### What to produce
Reproduce the records below exactly, with nothing altered.

Dataset entries:
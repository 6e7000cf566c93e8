//! # contract: shared types and the storage seam
//!
//! Plain data passed between the HTTP layer and the clean pipeline, the
//! library error type, and the [`ArtifactStore`] trait that every object
//! storage backend implements.
//!
//! ## Mocking & Testing
//! - [`ArtifactStore`] is annotated for `mockall`; with the default
//!   `test-export-mocks` feature `MockArtifactStore` is exported so dependent
//!   crates can drive the pipeline without a network.

use std::path::Path;
use std::time::Duration;

use async_trait::async_trait;
use mockall::automock;
use serde::Serialize;

/// Error type returned by storage backends (simple boxed error, like the backends produce).
pub type StoreError = Box<dyn std::error::Error + Send + Sync>;

/// One file received from the client.
#[derive(Debug, Clone)]
pub struct UploadedFile {
    /// Filename as supplied by the client; unsanitized.
    pub filename: String,
    pub content: Vec<u8>,
}

/// Everything a single POST carries into the pipeline.
#[derive(Debug, Clone, Default)]
pub struct CleanRequest {
    pub files: Vec<UploadedFile>,
    /// Literal strings to remove, in the order they were submitted.
    pub strings: Vec<String>,
    /// Also strip the strings from the sanitized output filename.
    pub process_filename: bool,
}

/// A processed archive that now lives in object storage.
#[derive(Debug, Clone, Serialize)]
pub struct StoredArtifact {
    pub key: String,
    /// Signed GET URL, valid for `expires_in`.
    pub url: String,
    pub expires_in: Duration,
    pub sha256: String,
    pub size: u64,
}

#[derive(Debug, thiserror::Error)]
pub enum CleanError {
    #[error("I/O error: {0}")]
    Io(#[from] std::io::Error),

    #[error("archive error: {0}")]
    Archive(#[from] zip::result::ZipError),

    #[error("archive entry '{0}' escapes the extraction directory")]
    UnsafeEntryPath(String),

    #[error("storage error for key '{key}': {source}")]
    Store { key: String, source: StoreError },

    #[error("background task failed: {0}")]
    Task(String),
}

/// Trait for writing artifacts to object storage and minting signed references.
/// Implemented by real clients (S3) and by test mocks.
#[cfg_attr(any(test, feature = "test-export-mocks"), automock)]
#[async_trait]
pub trait ArtifactStore: Send + Sync {
    /// Write the file at `local_path` to the object addressed by `key`.
    async fn put_file(&self, local_path: &Path, key: &str) -> Result<(), StoreError>;

    /// Produce a time-limited GET URL for `key`.
    async fn signed_url(&self, key: &str, expires_in: Duration) -> Result<String, StoreError>;
}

### Your solution
repository 6e7000cf566c93e8
//! # contract: shared types and the storage seam
//!
//! Plain data passed between the HTTP layer and the clean pipeline, the
//! library error type, and the [`ArtifactStore`] trait that every object
//! storage backend implements.
//!
//! ## Mocking & Testing
//! - [`ArtifactStore`] is annotated for `mockall`; with the default
//!   `test-export-mocks` feature `MockArtifactStore` is exported so dependent
//!   crates can drive the pipeline without a network.

use std::path::Path;
use std::time::Duration;

use async_trait::async_trait;
use mockall::automock;
use serde::Serialize;

/// Error type returned by storage backends (simple boxed error, like the backends produce).
pub type StoreError = Box<dyn std::error::Error + Send + Sync>;

/// One file received from the client.
#[derive(Debug, Clone)]
pub struct UploadedFile {
    /// Filename as supplied by the client; unsanitized.
    pub filename: String,
    pub content: Vec<u8>,
}

/// Everything a single POST carries into the pipeline.
#[derive(Debug, Clone, Default)]
pub struct CleanRequest {
    pub files: Vec<UploadedFile>,
    /// Literal strings to remove, in the order they were submitted.
    pub strings: Vec<String>,
    /// Also strip the strings from the sanitized output filename.
    pub process_filename: bool,
}

/// A processed archive that now lives in object storage.
#[derive(Debug, Clone, Serialize)]
pub struct StoredArtifact {
    pub key: String,
    /// Signed GET URL, valid for `expires_in`.
    pub url: String,
    pub expires_in: Duration,
    pub sha256: String,
    pub size: u64,
}

#[derive(Debug, thiserror::Error)]
pub enum CleanError {
    #[error("I/O error: {0}")]
    Io(#[from] std::io::Error),

    #[error("archive error: {0}")]
    Archive(#[from] zip::result::ZipError),

    #[error("archive entry '{0}' escapes the extraction directory")]
    UnsafeEntryPath(String),

    #[error("storage error for key '{key}': {source}")]
    Store { key: String, source: StoreError },

    #[error("background task failed: {0}")]
    Task(String),
}

/// Trait for writing artifacts to object storage and minting signed references.
/// Implemented by real clients (S3) and by test mocks.
#[cfg_attr(any(test, feature = "test-export-mocks"), automock)]
#[async_trait]
pub trait ArtifactStore: Send + Sync {
    /// Write the file at `local_path` to the object addressed by `key`.
    async fn put_file(&self, local_path: &Path, key: &str) -> Result<(), StoreError>;

    /// Produce a time-limited GET URL for `key`.
    async fn signed_url(&self, key: &str, expires_in: Duration) -> Result<String, StoreError>;
}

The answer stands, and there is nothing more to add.